Ричард Пайпс - Россия при старом режиме
В царствование Александра II в русском общественном мнении произошел резкий раскол. Идеалистическое поколение все еще в основном занималось вопросом «кто мы?». А пришедшее после 1855 г. новое поколение «позитивистов», или «реалистов», задалось вопросом более прагматическим, сформулированным впервые Новиковым: «что делать нам?». В процессе ответа на этот вопрос интеллигенция размежевалась на два крыла — консервативное и радикальное, между которыми притулились немногочисленные сторонники либерального подхода. В отличие от предшествующей эпохи, когда идеологические противники продолжали видеться в свете и соблюдать правила обыденной учтивости, в царствование Александра конфликт идей был перенесен на личности и нередко приводил к ярой вражде.
Поводом для этой перемены явились проведенные новым государем Великие Реформы, большая часть которых уже упоминалась на этих страницах. Они состояли из освобождения крепостных, за которым последовало учреждение земств и городских дум, реформа судебной системы (которая будет затронута в следующей главе) и введение обязательной воинской повинности. Это была наиболее грандиозная попытка в истории России привлечь обществом активному участию в жизни страны, хотя и без предоставления ему возможности играть роль в делах политических.
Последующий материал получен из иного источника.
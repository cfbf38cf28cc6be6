//! Shared helpers for the acceleration integration tests.

#![allow(dead_code)]

use std::sync::Arc;

use rand::rngs::StdRng;
use rand::{Rng, SeedableRng};

pub use strata_accel::core::{
    AccelError, AccelResult, BackendCapabilities, BackendState, BackendType, ComputeBackend,
    CsrGraph, DistanceMetric, GeoFormula, KnnResults, Lifecycle, VectorBackend,
};
pub use strata_accel::plugin::{
    PluginSecurityAuditor, PluginSecurityPolicy, PluginTrustLevel, SecurityEventKind,
};
pub use strata_accel::registry::{AccelConfig, BackendRegistry, Capability, RejectionKind};

/// Route `tracing` output to the test harness. Safe to call from every test.
pub fn init_tracing() {
    let _ = tracing_subscriber::fmt()
        .with_env_filter(
            tracing_subscriber::EnvFilter::try_from_default_env()
                .unwrap_or_else(|_| tracing_subscriber::EnvFilter::new("strata::accel=debug")),
        )
        .with_test_writer()
        .try_init();
}

/// Config with GPU detection and plugin scanning off, so tests see only the
/// built-in CPU backends unless they register more.
pub fn cpu_only_config() -> AccelConfig {
    let mut config = AccelConfig::default();
    config.gpu.enabled = false;
    config.plugins.auto_detect = false;
    config
}

/// Registry with its own auditor so events from other tests never leak in.
pub fn isolated_registry(config: AccelConfig) -> BackendRegistry {
    BackendRegistry::with_auditor(config, Arc::new(PluginSecurityAuditor::new()))
}

/// `n` row-major vectors of dimension `dim`, deterministic per `seed`.
pub fn random_vectors(seed: u64, n: usize, dim: usize) -> Vec<f32> {
    let mut rng = StdRng::seed_from_u64(seed);
    (0..n * dim).map(|_| rng.gen_range(-1.0f32..1.0)).collect()
}

/// File name the plugin loader recognizes on this platform.
pub fn plugin_file_name(stem: &str) -> String {
    format!("strata_accel_{}.{}", stem, std::env::consts::DLL_EXTENSION)
}

/// Vector backend that reports a GPU technology and fails every operation
/// with a device error, like a GPU whose dispatch broke after registration.
pub struct FlakyGpu {
    pub backend_type: BackendType,
    lifecycle: Lifecycle,
}

impl FlakyGpu {
    pub fn new(backend_type: BackendType) -> Self {
        Self {
            backend_type,
            lifecycle: Lifecycle::new(),
        }
    }
}

impl ComputeBackend for FlakyGpu {
    fn name(&self) -> &str {
        "flaky-gpu"
    }

    fn backend_type(&self) -> BackendType {
        self.backend_type
    }

    fn is_available(&self) -> bool {
        true
    }

    fn capabilities(&self) -> BackendCapabilities {
        BackendCapabilities::vector("Flaky GPU").with_device(1 << 30, 16)
    }

    fn initialize(&self) -> AccelResult<()> {
        self.lifecycle.initialize_with(|| Ok(()))
    }

    fn shutdown(&self) {
        self.lifecycle.shutdown_with(|| {});
    }

    fn state(&self) -> BackendState {
        self.lifecycle.state()
    }
}

impl VectorBackend for FlakyGpu {
    fn compute_distances(
        &self,
        _queries: &[f32],
        _vectors: &[f32],
        _dim: usize,
        _metric: DistanceMetric,
    ) -> AccelResult<Vec<f32>> {
        Err(AccelError::device(self.name(), "kernel launch failed"))
    }

    fn batch_knn_search(
        &self,
        _queries: &[f32],
        _vectors: &[f32],
        _dim: usize,
        _k: usize,
        _metric: DistanceMetric,
    ) -> AccelResult<KnnResults> {
        Err(AccelError::device(self.name(), "out of device memory"))
    }
}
Реформы произвели огромное возбуждение в обществе, особенно среди молодежи, внезапно получившей такие возможности для приложения своих общественных сил, каких прежде не было и в помине. Она могла теперь вступать на такие поприща, как юриспруденция, медицина и журналистика, могла работать в земствах и в городских думах, могла делать карьеру на военной службе, ибо простолюдинам открылась дорога в ряды офицерства, и, превыше всего, могла установить связь с освобожденным, крестьянином и помочь ему подняться до уровня гражданина. Конец пятидесятых — начало шестидесятых годов были временем редкостного единодушия, когда левые правые и центр объединили усилия, чтобы помочь правительству провести программу грандиозных реформ. Первая брешь в этом едином фронте образовалась и начале 1861 г., когда были опубликованы условия, на которых освобождались крестьяне. Левое крыло, возглавляемое Чернышевским и его «Современником», было разочаровано тем, что крестьянин получил лишь половину обрабатываемой им земли, да еще должен был за нее расплачиваться, и объявило всю затею с освобождением бессовестным надувательством. Студенческие волнения в начале 1860-х гг. вкупе с польским восстанием 1863 г. и прокатившейся в то же время волной таинственных поджогов в Петербурге убедили многих консерваторов и либералов в наличии некоего заговора. «Русский вестник», бывший до сего времени органом умеренных кругов, теперь резко подался вправо и начал нападать на левых с патриотических позиций. Ряды самих радикалов раскололись еще дальше. «Современник» обрушился с яростными персональными нападками на интеллигентов старшего поколения, обвиняя их в инертности и отсутствии серьезных убеждений. Герцен ответил ему на страницах своего лондонского «Колокола», где обвинил младшее поколение в хронической желчности. Тогда Чичерин обрушился на Герцена за его революционные наклонности, а Чернышевский обозвал Герцена «скелетом мамонта». К 1865 г. русское общественное мнение пребывало в состоянии глубокого раскола. Но главная дискуссия представляла собою диалог между радикалами и консерваторами, которые не могли договориться ни о чем, кроме своей общей неприязни к рассудительным прагматическим деятелям центра. 1860-е и 1870-е гг. были Золотым Веком русской мысли, ибо в тот период были высказаны и обсуждены все основные темы, с тех пор занимающие интеллигенцию.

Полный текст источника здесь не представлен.